Gdzieś za Knoxwille, we wschodnim Tennessee, w USA, znajduje się ogrodzony drutem kolczastym teren o powierzchni blisko 1ha. W większości jest zalesiony, gdzieniegdzie tylko widać ingerencję człowieka, parę budynków, wybetonowany plac, jakieś wraki samochodów. Bliższe spojrzenie ujawnia makabryczne szczegóły: z bagna wynurza się spuchnięte ciało, z bagażnika wraku samochodu wystaje koścista ręka, na placyku na szeregu leżanek leżą rozkładające się zwłoki, a kupka świeżo spulchnionej ziemi okazuje się płytkim grobem. Miejsce straszliwej masowej zbrodni? Nie, to trupia farma.

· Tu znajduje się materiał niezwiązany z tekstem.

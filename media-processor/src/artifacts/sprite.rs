//! Sprite sheet of evenly spaced thumbnails
// Copyright 2025 Francisco F. Pinochet
//
// Licensed under the Apache License, Version 2.0 (the "License");
// you may not use this file except in compliance with the License.
// You may obtain a copy of the License at
//
//     http://www.apache.org/licenses/LICENSE-2.0
//
// Unless required by applicable law or agreed to in writing, software
// distributed under the License is distributed on an "AS IS" BASIS,
// WITHOUT WARRANTIES OR CONDITIONS OF ANY KIND, either express or implied.
// See the License for the specific language governing permissions and
// limitations under the License.


use super::run_tool;
use crate::command::Invocation;
use crate::error::{PipelineError, Result};
use crate::pipeline::Pipeline;
use chrono::Utc;
use cinecore_types::MediaId;
use std::path::{Path, PathBuf};
use tokio_util::sync::CancellationToken;
use tracing::{info, warn};

/// Thumbnails are 160x90, one every `interval` seconds
pub fn sprite_invocations(
    ffmpeg: &Path,
    input: &Path,
    interval: u32,
    frames_dir: &Path,
    count: usize,
    output: &Path,
) -> (Invocation, Invocation) {
    let pattern = frames_dir.join("img%03d.jpg");
    let extract = Invocation::new(ffmpeg)
        .args(["-y", "-i"])
        .path_arg(input)
        .args([
            "-f".to_string(),
            "image2".to_string(),
            "-vf".to_string(),
            format!("fps=1/{},scale=160:90", interval.max(1)),
        ])
        .path_arg(&pattern);
    let tile = Invocation::new(ffmpeg)
        .args(["-y", "-framerate", "1", "-i"])
        .path_arg(&pattern)
        .args([
            "-vf".to_string(),
            format!("tile=1x{}", count.max(1)),
            "-frames:v".to_string(),
            "1".to_string(),
        ])
        .path_arg(output);
    (extract, tile)
}

async fn count_frames(dir: &Path) -> std::io::Result<usize> {
    let mut entries = tokio::fs::read_dir(dir).await?;
    let mut count = 0;
    while let Some(entry) = entries.next_entry().await? {
        let name = entry.file_name();
        let name = name.to_string_lossy();
        if name.starts_with("img") && name.ends_with(".jpg") {
            count += 1;
        }
    }
    Ok(count)
}

/// Build the sprite sheet. Tool failures are logged and yield `None`.
pub async fn produce_sprite(
    p: &Pipeline,
    media_id: &MediaId,
    cancel: &CancellationToken,
) -> Result<Option<PathBuf>> {
    let media = p.require_media(media_id).await?;
    if !media.is_video() {
        return Ok(None);
    }

    tokio::fs::create_dir_all(&p.config.paths.temp_dir).await?;
    let workdir = tempfile::Builder::new()
        .prefix("sprite-")
        .tempdir_in(&p.config.paths.temp_dir)?;
    let dir = media.media_dir(&p.config.paths.media_root);
    tokio::fs::create_dir_all(&dir).await?;
    let output = dir.join("sprites.jpg");
    let interval = p.config.artifacts.sprite_interval_secs;

    let (extract, _) = sprite_invocations(
        p.builder.ffmpeg(),
        &media.file_path,
        interval,
        workdir.path(),
        0,
        &output,
    );
    if let Err(e) = run_tool(p, &extract, cancel).await {
        warn!(media_id = %media_id, error = %e, "Sprite frame extraction failed");
        return Ok(None);
    }

    let count = count_frames(workdir.path()).await?;
    if count == 0 {
        warn!(media_id = %media_id, "No sprite frames extracted");
        return Ok(None);
    }
    let (_, tile) = sprite_invocations(
        p.builder.ffmpeg(),
        &media.file_path,
        interval,
        workdir.path(),
        count,
        &output,
    );
    if let Err(e) = run_tool(p, &tile, cancel).await {
        warn!(media_id = %media_id, error = %e, "Sprite tiling failed");
        return Ok(None);
    }
    if !output.exists() {
        return Ok(None);
    }

    let mut fresh = p
        .store
        .get_media(media_id)
        .await?
        .ok_or_else(|| PipelineError::MediaNotFound(media_id.clone()))?;
    fresh.sprites = Some(output.clone());
    fresh.updated_at = Utc::now();
    p.store.save_media(&fresh).await?;

    info!(media_id = %media_id, frames = count, "Sprite sheet saved");
    Ok(Some(output))
}

#[cfg(test)]
mod tests {
    use super::*;

    #[test]
    fn test_sprite_invocations() {
        let (extract, tile) = sprite_invocations(
            Path::new("ffmpeg"),
            Path::new("/m/in.mp4"),
            10,
            Path::new("/t"),
            12,
            Path::new("/m/sprites.jpg"),
        );
        assert_eq!(
            extract.render(),
            "ffmpeg -y -i /m/in.mp4 -f image2 -vf fps=1/10,scale=160:90 /t/img%03d.jpg"
        );
        assert_eq!(
            tile.render(),
            "ffmpeg -y -framerate 1 -i /t/img%03d.jpg -vf tile=1x12 -frames:v 1 /m/sprites.jpg"
        );
    }
}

Na wędrówkę po tym niecodziennym przybytku zabiera nas William Bass, jego pomysłodawca i główny twórca. Na całym terenie prowadzone są różnorodne badania. Niektóre ciała są porzucone bezpośrednio na ziemi, inne częściowo zakopane, zanurzone w bagnach i basenach, pozostawione w zamkniętych pomieszczeniach lub najróżniejszych wrakach samochodów, zarówno w cieniu jak i na słońcu. Wszystko po to, aby uzyskać informacje o sposobie i czasie rozkładu ludzkiego ciała w najprzeróżniejszych warunkach. Do obserwacji wpływu zwykłych czynników zewnętrznych jak warunki atmosferyczne, rodzaj podłoża, zamknięte czy otwarte otoczenie, dochodzą również różnego rodzaju larwy owadów, pojawiające się na gnijącym ciele oraz zainteresowanie ze strony zwierząt.
Na szczęście, książka nie ogranicza się jedynie do wspomnianej wycieczki. Jest ona jedynie pretekstem do opowiedzenia większej historii dotyczącej samego Billa Bassa. Będąc jeszcze młodym antropologiem i pracownikiem uniwersytetu Tennessee, poświęcał się wieloletnim badaniom szczątków Indian amerykańskich. Jednocześnie, był wielokrotnie zapraszany do konsultacji w sprawach dotyczących rozkładu zwłok. Bassa nurtowały pytania wielokrotnie stawiane w trakcie takich śledztw: w jaki sposób rozkład ciała jest zależny od najróżniejszych czynników. Odpowiedzią okazało się założenie w 1971 roku wspomnianej Trupiej Farmy, pierwszego tego typu ośrodka na świecie. Na kolejnych stronach czytelnik dowie się, o wielu mniej lub bardziej ekscytujących epizodach dotyczących zarówno doktora Bassa jak i prowadzonego przez niego ośrodka.
Książka nie jest dla ludzi o słabych sercach i nazbyt bujnej wyobraźni. Na pewno spodoba się natomiast miłośnikom seriali pokroju „CSI” czy „Kości”, a styl i pewna dociekliwość powinna przyciągnąć również czytelników Mary Roach. Książka obfituje w momenty poważnie, czasami beznamiętne, a często makabrycznie, wśród których gotowanie ludzkich kości na domowej kuchence gazowej nie jest na szczycie listy. Nie przekonałem jeszcze niezdecydowanych? Zapytam się zatem: wolicie kinową fikcję i skandynawskie kryminały, czy historię o całkiem realnym ośrodku, którego ponad 40 letnia kariera przyczyniła się do zrewolucjonizowania współczesnej kryminalistyki. Nadmienię tylko, że spora większość literackiej i hollywoodzkiej fikcji wykorzystuje w fabule osiągnięcia Trupiej Farmy. Nadal nie jesteście przekonani??